This was as more than 970 000 pupils across the province started the new school year.

Casedy Roman, 6, was one of about 100 000 Grade 1 pupils who started their school career. While Roman, dressed in her new uniform, held on to her aunt Ester Julies’s hand as the bell rang for her first school day to start, her fellow pupils appeared excited.

“She was excited to come to school when we left home, but now she doesn’t want to stay.
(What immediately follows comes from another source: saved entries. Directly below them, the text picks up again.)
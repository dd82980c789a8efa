use std::path::{Path, PathBuf};

use anyhow::Context;
use chrono::Utc;
use tracing::{debug, error, info, info_span};

use super::compiler;
use super::launcher;
use super::types::{
    EntryOutcome, EntryStatus, RunContext, RunOutcome, RunState, RunSummary, Stage,
};
use super::volume;
use crate::config::Settings;
use crate::docker::{self, ContainerRuntime};
use crate::error::{PipelineError, Result};

/// Drives one resolved run: image sync, storage, then Startup, Pipeline and
/// Final strictly in order. The first failure aborts the run.
pub struct Orchestrator<R> {
    runtime: R,
    settings: Settings,
}

impl<R: ContainerRuntime> Orchestrator<R> {
    pub fn new(runtime: R, settings: Settings) -> Self {
        Self { runtime, settings }
    }

    pub fn runtime(&self) -> &R {
        &self.runtime
    }

    /// Execute the run. A summary comes back whether or not it succeeded.
    pub fn run(&self, ctx: &mut RunContext) -> RunOutcome {
        let span = info_span!("run", run_id = %ctx.run_id, profile = %ctx.request.profile);
        let _enter = span.enter();

        let started_at = Utc::now();
        let mut state = RunState::Init;
        let mut entries = Vec::new();

        info!(
            "starting run for `{}`{}",
            ctx.request.app_name,
            if ctx.request.dry_run { " (dry run)" } else { "" }
        );
        ctx.log.record(
            &format!(
                "run {} profile={} app={}",
                ctx.run_id, ctx.request.profile, ctx.request.app_name
            ),
            "",
        );

        let result = self.drive(ctx, &mut state, &mut entries);
        let skipped_run_every = skip_run_every(ctx);

        let error = result.err();
        match &error {
            Some(e) => {
                error!("run aborted in {state:?}: {e}");
                ctx.log.record(&format!("aborted: {e}"), "");
                state = RunState::Aborted;
            }
            None => {
                info!("run complete, {} entries", entries.len());
                state = RunState::Done;
            }
        }

        let summary = RunSummary {
            run_id: ctx.run_id,
            profile: ctx.request.profile.clone(),
            app_name: ctx.request.app_name.clone(),
            target: ctx.request.target.clone(),
            dry_run: ctx.request.dry_run,
            state,
            started_at,
            finished_at: Utc::now(),
            mount: ctx.mount.as_ref().map(ToString::to_string),
            volume: ctx.volume.clone(),
            containers: ctx.launched.clone(),
            entries,
            skipped_run_every,
            error: error.as_ref().map(ToString::to_string),
        };

        RunOutcome { summary, error }
    }

    fn drive(
        &self,
        ctx: &mut RunContext,
        state: &mut RunState,
        entries: &mut Vec<EntryOutcome>,
    ) -> Result<()> {
        if ctx.request.dry_run {
            debug!("dry run, skipping image sync");
        } else if !self.settings.sync_images {
            debug!("image sync disabled");
        } else {
            let images = ctx.images();
            docker::sync_images(&self.runtime, &images, self.settings.timeout(), &mut ctx.log)?;
        }

        let mount = volume::prepare_storage(ctx, &self.runtime, &self.settings)?;
        info!("run data mounted from {mount}");

        for stage in Stage::SCHEDULED {
            if let Some(next) = RunState::for_stage(stage) {
                *state = next;
            }
            let stage_entries = ctx.stages.entries(stage).to_vec();
            if stage_entries.is_empty() {
                debug!("{stage}: nothing to run");
                continue;
            }
            info!("{stage}: {} entries", stage_entries.len());

            for entry in &stage_entries {
                let tool = ctx.tools.get(&entry.tool).ok_or_else(|| PipelineError::UnknownTool {
                    stage,
                    tool: entry.tool.clone(),
                })?;
                let compiled = compiler::compile(
                    stage,
                    &entry.tool,
                    &tool.definition,
                    &entry.tool_profile,
                    &tool.params,
                    self.settings.token_policy,
                )?;

                let mut outcome = EntryOutcome {
                    stage,
                    tool: entry.tool.clone(),
                    tool_profile: entry.tool_profile.clone(),
                    container: ctx.container_name(&entry.tool),
                    command: compiled.command.trim_end().to_string(),
                    status: EntryStatus::Failed,
                };

                match launcher::launch(&self.runtime, ctx, stage, entry, &compiled, &self.settings) {
                    Ok(status) => {
                        outcome.status = status;
                        entries.push(outcome);
                    }
                    Err(e) => {
                        entries.push(outcome);
                        return Err(e);
                    }
                }
            }
        }

        Ok(())
    }
}

fn skip_run_every(ctx: &RunContext) -> usize {
    for entry in &ctx.stages.run_every {
        info!(
            "runevery: {} ({}) is not scheduled by a single run, skipped",
            entry.tool, entry.tool_profile
        );
    }
    ctx.stages.run_every.len()
}

/// Write `<log_dir>/<run_id>_summary.json` and return its path.
pub fn write_summary(log_dir: &Path, summary: &RunSummary) -> anyhow::Result<PathBuf> {
    std::fs::create_dir_all(log_dir)
        .with_context(|| format!("failed to create {}", log_dir.display()))?;
    let path = log_dir.join(format!("{}_summary.json", summary.run_id));
    let json = serde_json::to_string_pretty(summary).context("failed to serialize run summary")?;
    std::fs::write(&path, json).with_context(|| format!("failed to write {}", path.display()))?;
    Ok(path)
}

#[cfg(test)]
mod tests {
    use super::*;
    use crate::config::{Catalogs, PipelineProfile, StageEntry, TokenPolicy, ToolDefinition};
    use crate::docker::{ContainerCommand, ContainerResult};
    use crate::pipeline::resolver::resolve;
    use crate::pipeline::types::RunRequest;
    use std::cell::RefCell;
    use std::collections::BTreeMap;

    /// Records every invocation and fails `run` for the named container prefix.
    #[derive(Default)]
    struct RecordingRuntime {
        fail_container: Option<&'static str>,
        calls: RefCell<Vec<Vec<String>>>,
    }

    impl RecordingRuntime {
        fn runs(&self) -> Vec<Vec<String>> {
            self.calls
                .borrow()
                .iter()
                .filter(|a| a[0] == "run" && a.contains(&"--net=host".to_string()))
                .cloned()
                .collect()
        }
    }

    impl ContainerRuntime for RecordingRuntime {
        fn execute(&self, cmd: &ContainerCommand) -> anyhow::Result<ContainerResult> {
            self.calls.borrow_mut().push(cmd.args.clone());
            if let Some(prefix) = self.fail_container
                && cmd
                    .args
                    .iter()
                    .any(|a| a.starts_with(&format!("{prefix}_")))
            {
                return Ok(ContainerResult::failed(128, "fatal: repository not found"));
            }
            Ok(ContainerResult::ok(""))
        }
    }

    fn tool(image: &str, exec: &str) -> ToolDefinition {
        ToolDefinition {
            image: image.into(),
            description: None,
            commands: BTreeMap::from([("exec".to_string(), exec.to_string())]),
            profiles: BTreeMap::from([("default".to_string(), String::new())]),
            parameters: BTreeMap::new(),
        }
    }

    fn catalogs() -> Catalogs {
        let mut cats = Catalogs::default();
        cats.tools.insert("git".into(), tool("example/git:1", "git clone repo"));
        cats.tools.insert("lint".into(), tool("example/lint:1", "lint-cli src"));
        cats.tools.insert("upload".into(), tool("example/upload:1", "upload reports"));
        cats.pipelines.insert(
            "quick".into(),
            PipelineProfile {
                startup: vec![StageEntry::new("git", "default")],
                pipeline: vec![StageEntry::new("lint", "default")],
                final_stage: vec![StageEntry::new("upload", "default")],
                run_every: vec![StageEntry::new("lint", "default")],
                ..PipelineProfile::default()
            },
        );
        cats
    }

    fn context(dry_run: bool) -> RunContext {
        let request = RunRequest {
            profile: "quick".into(),
            app_name: "shop".into(),
            dry_run,
            ..RunRequest::default()
        };
        resolve(request, &catalogs(), TokenPolicy::Lenient).unwrap()
    }

    #[test]
    fn stages_run_in_order_and_finish_done() {
        let orch = Orchestrator::new(RecordingRuntime::default(), Settings::default());
        let mut ctx = context(false);
        let outcome = orch.run(&mut ctx);

        assert!(outcome.error.is_none());
        assert_eq!(outcome.summary.state, RunState::Done);
        let stages: Vec<Stage> = outcome.summary.entries.iter().map(|e| e.stage).collect();
        assert_eq!(stages, vec![Stage::Startup, Stage::Pipeline, Stage::Final]);
        assert_eq!(outcome.summary.skipped_run_every, 1);

        let runs = orch.runtime().runs();
        assert_eq!(runs.len(), 3);
        assert!(runs[0].contains(&"example/git:1".to_string()));
        assert!(runs[2].contains(&"example/upload:1".to_string()));
        assert_eq!(outcome.summary.volume, Some(ctx.volume_name()));
    }

    #[test]
    fn runtime_sequence_starts_with_sync_and_storage() {
        let orch = Orchestrator::new(RecordingRuntime::default(), Settings::default());
        let mut ctx = context(false);
        orch.run(&mut ctx);
        let calls = orch.runtime().calls.borrow();
        assert_eq!(calls[0][0], "images");
        assert_eq!(calls.iter().filter(|c| c[0] == "pull").count(), 3);
        assert!(calls.iter().any(|c| c[..2] == ["volume", "create"]));
    }

    #[test]
    fn startup_failure_stops_later_stages() {
        let rt = RecordingRuntime {
            fail_container: Some("git"),
            ..RecordingRuntime::default()
        };
        let orch = Orchestrator::new(rt, Settings::default());
        let mut ctx = context(false);
        let outcome = orch.run(&mut ctx);

        assert_eq!(outcome.summary.state, RunState::Aborted);
        assert_eq!(orch.runtime().runs().len(), 1);
        assert_eq!(outcome.summary.entries.len(), 1);
        assert_eq!(outcome.summary.entries[0].status, EntryStatus::Failed);
        let err = outcome.into_result().unwrap_err();
        assert!(matches!(
            err,
            PipelineError::ContainerLaunchFailure { stage: Stage::Startup, .. }
        ));
        assert_eq!(err.exit_code(), 1);
    }

    #[test]
    fn dry_run_never_invokes_runtime_but_compiles_identically() {
        let orch = Orchestrator::new(RecordingRuntime::default(), Settings::default());
        let mut dry = context(true);
        let dry_outcome = orch.run(&mut dry);
        assert!(orch.runtime().calls.borrow().is_empty());
        assert!(dry_outcome.summary.entries.iter().all(|e| e.status == EntryStatus::DryRun));
        assert!(dry_outcome.summary.volume.is_none());

        let mut live = context(false);
        let live_outcome = orch.run(&mut live);
        let commands = |o: &RunOutcome| -> Vec<String> {
            o.summary.entries.iter().map(|e| e.command.clone()).collect()
        };
        assert_eq!(commands(&dry_outcome), commands(&live_outcome));
    }

    #[test]
    fn context_missing_a_tool_aborts_instead_of_panicking() {
        let orch = Orchestrator::new(RecordingRuntime::default(), Settings::default());
        let mut ctx = context(false);
        ctx.tools.remove("lint");
        let outcome = orch.run(&mut ctx);

        assert_eq!(outcome.summary.state, RunState::Aborted);
        assert_eq!(orch.runtime().runs().len(), 1);
        assert!(matches!(
            outcome.error,
            Some(PipelineError::UnknownTool { stage: Stage::Pipeline, ref tool }) if tool == "lint"
        ));
    }

    #[test]
    fn image_sync_can_be_disabled() {
        let settings = Settings {
            sync_images: false,
            ..Settings::default()
        };
        let orch = Orchestrator::new(RecordingRuntime::default(), settings);
        let mut ctx = context(false);
        orch.run(&mut ctx);
        let calls = orch.runtime().calls.borrow();
        assert!(calls.iter().all(|c| c[0] != "images" && c[0] != "pull"));
    }

    #[test]
    fn summary_is_written_as_json() {
        let dir = tempfile::tempdir().unwrap();
        let orch = Orchestrator::new(RecordingRuntime::default(), Settings::default());
        let mut ctx = context(true);
        let outcome = orch.run(&mut ctx);
        let path = write_summary(dir.path(), &outcome.summary).unwrap();
        assert_eq!(
            path.file_name().unwrap().to_string_lossy(),
            format!("{}_summary.json", ctx.run_id)
        );
        let json: serde_json::Value =
            serde_json::from_str(&std::fs::read_to_string(path).unwrap()).unwrap();
        assert_eq!(json["state"], "done");
        assert_eq!(json["entries"][0]["status"], "dry-run");
        assert_eq!(json["profile"], "quick");
    }
}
I’m sure she’ll be fine,” Julies said.

Grade 1 teacher Glynes Bruiners welcomed the new pupils by inviting them to sit on the mat while she handed out name tags and lollipops.

“Parents often wait until the last minute to come and register their children, so we still doing a lot of running around and paperwork,” Bruiners said.

Several parents were seen rushing into the classroom requesting to register their children, but were referred to the administration office.

At Lavisrylaan Primary in Bishop Lavis, Grade 1 teacher Veronica Burger had her hands full with a roll call of about 40 pupils as she attempted to comfort six-year-old Zeeque Zeederberg who, an hour into the day, was still crying for his mother.

“There was a lot of crying when everyone arrived, but once they got settled and started working with the counting apparatus, they were fine,” she said.

Last year, 27 schools in the province received a notice from Education MEC Donald Grant that they would be closed this year.

Valpark Primary is one of the 17 schools that reopened their doors on Wednesday after the Western Cape High Court granted a reprieve last month.

They will remain open pending a review of Education MEC Donald Grant’s decision to shut them down, which is expected in March.

Meanwhile, ANC Western Cape chairman Marius Fransman visited one of the 17 schools, Beauvallon Secondary, in Valhalla Park. It was without electricity as a result of vandalism.

“Vandalism, security and infrastructure are major problems at the school. We are in the process of making a formal request to the department to provide the minimum requirements needed for a school in a poor community,” said Fransman. “Past pupils should come forward and assist in reviving the school when we come back next month,” he said to pupils on Wednesday.

Beauvallon’s matric pass rate improved from 24 percent in 2011 to 51 percent last year.

Acting principal Desmond Lawn said that a few pupils who were known to be disruptive and to not attend class regularly last year were turned away. Grant’s spokeswoman, Bronagh Casey, said while there were a few hiccups, everything went as planned.

This included schools in the Cape Winelands and Overberg district, except Sibabalwe Primary in De Doorns, where more than 50 percent of the pupils attended school.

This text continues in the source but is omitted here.